▶ **DATA FOR REVIEW**:

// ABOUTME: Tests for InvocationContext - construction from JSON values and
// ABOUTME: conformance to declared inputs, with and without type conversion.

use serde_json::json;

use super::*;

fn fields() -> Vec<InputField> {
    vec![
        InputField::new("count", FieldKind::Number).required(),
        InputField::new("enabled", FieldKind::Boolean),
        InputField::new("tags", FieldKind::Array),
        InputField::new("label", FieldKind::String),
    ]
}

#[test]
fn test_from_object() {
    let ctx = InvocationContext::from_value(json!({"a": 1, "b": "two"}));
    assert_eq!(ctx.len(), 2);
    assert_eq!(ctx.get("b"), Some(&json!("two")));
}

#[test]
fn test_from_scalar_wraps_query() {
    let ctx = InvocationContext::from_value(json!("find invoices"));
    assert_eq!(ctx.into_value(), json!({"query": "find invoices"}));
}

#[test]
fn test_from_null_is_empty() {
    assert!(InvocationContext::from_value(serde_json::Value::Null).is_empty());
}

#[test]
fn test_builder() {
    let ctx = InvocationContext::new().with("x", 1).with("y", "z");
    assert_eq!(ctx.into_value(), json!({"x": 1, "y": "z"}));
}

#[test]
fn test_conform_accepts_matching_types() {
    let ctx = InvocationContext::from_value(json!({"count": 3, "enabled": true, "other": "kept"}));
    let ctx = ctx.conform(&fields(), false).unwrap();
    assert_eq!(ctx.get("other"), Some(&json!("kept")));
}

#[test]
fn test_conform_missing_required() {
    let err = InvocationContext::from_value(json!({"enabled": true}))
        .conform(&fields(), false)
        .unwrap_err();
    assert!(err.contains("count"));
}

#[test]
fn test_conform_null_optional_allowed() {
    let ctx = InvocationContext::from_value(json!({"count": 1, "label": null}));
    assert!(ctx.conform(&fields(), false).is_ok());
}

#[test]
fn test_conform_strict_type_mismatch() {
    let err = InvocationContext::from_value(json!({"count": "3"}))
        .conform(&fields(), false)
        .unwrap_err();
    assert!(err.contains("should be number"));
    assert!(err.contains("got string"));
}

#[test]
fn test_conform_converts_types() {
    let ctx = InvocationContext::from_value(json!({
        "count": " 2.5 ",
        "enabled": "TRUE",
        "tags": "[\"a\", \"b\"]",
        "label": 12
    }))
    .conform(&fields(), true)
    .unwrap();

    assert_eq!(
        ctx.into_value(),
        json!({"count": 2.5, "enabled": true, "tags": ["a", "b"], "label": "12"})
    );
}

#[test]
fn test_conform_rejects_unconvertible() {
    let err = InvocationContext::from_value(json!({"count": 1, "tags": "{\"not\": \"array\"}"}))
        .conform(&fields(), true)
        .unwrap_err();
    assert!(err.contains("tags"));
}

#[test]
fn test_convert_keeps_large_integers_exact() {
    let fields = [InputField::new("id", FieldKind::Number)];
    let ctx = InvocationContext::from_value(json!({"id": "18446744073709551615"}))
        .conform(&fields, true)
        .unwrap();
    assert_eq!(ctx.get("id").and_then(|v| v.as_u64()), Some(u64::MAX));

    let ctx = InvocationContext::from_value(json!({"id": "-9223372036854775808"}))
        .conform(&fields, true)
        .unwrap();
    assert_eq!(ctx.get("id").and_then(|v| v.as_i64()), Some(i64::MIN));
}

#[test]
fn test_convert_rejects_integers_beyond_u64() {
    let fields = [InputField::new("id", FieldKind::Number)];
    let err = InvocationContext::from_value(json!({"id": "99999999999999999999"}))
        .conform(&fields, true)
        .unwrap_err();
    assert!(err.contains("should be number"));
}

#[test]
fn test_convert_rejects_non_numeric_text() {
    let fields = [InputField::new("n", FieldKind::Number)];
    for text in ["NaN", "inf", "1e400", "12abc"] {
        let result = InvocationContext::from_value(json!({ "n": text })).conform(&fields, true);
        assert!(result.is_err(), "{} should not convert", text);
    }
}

--

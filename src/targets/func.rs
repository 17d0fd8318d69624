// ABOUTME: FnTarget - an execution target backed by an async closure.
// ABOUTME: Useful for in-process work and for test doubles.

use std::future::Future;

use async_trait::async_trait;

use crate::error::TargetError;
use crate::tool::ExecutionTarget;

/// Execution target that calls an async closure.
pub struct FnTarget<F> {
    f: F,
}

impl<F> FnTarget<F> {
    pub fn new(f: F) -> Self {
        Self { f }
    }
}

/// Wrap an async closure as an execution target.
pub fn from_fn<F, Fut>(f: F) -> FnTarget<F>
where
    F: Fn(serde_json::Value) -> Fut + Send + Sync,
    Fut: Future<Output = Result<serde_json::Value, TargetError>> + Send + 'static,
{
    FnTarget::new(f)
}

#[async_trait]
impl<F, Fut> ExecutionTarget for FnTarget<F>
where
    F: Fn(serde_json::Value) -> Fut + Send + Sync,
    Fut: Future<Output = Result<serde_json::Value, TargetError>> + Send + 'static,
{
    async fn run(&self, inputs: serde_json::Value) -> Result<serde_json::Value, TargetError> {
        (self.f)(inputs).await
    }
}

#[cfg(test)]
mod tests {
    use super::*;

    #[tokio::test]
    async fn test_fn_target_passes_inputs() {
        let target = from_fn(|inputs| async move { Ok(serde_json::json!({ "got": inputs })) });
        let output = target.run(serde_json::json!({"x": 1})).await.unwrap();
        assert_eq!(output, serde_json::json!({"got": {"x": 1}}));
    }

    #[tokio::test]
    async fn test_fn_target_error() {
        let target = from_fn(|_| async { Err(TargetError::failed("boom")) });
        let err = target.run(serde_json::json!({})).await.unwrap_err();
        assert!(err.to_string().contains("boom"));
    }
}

▶ **ACTIVITY**: Return each line of the records above in which the word "ABOUTME" occurs.

▶ **RESULT FOR THIS EXERCISE**:
// ABOUTME: Tests for InvocationContext - construction from JSON values and
// ABOUTME: conformance to declared inputs, with and without type conversion.
// ABOUTME: FnTarget - an execution target backed by an async closure.
// ABOUTME: Useful for in-process work and for test doubles.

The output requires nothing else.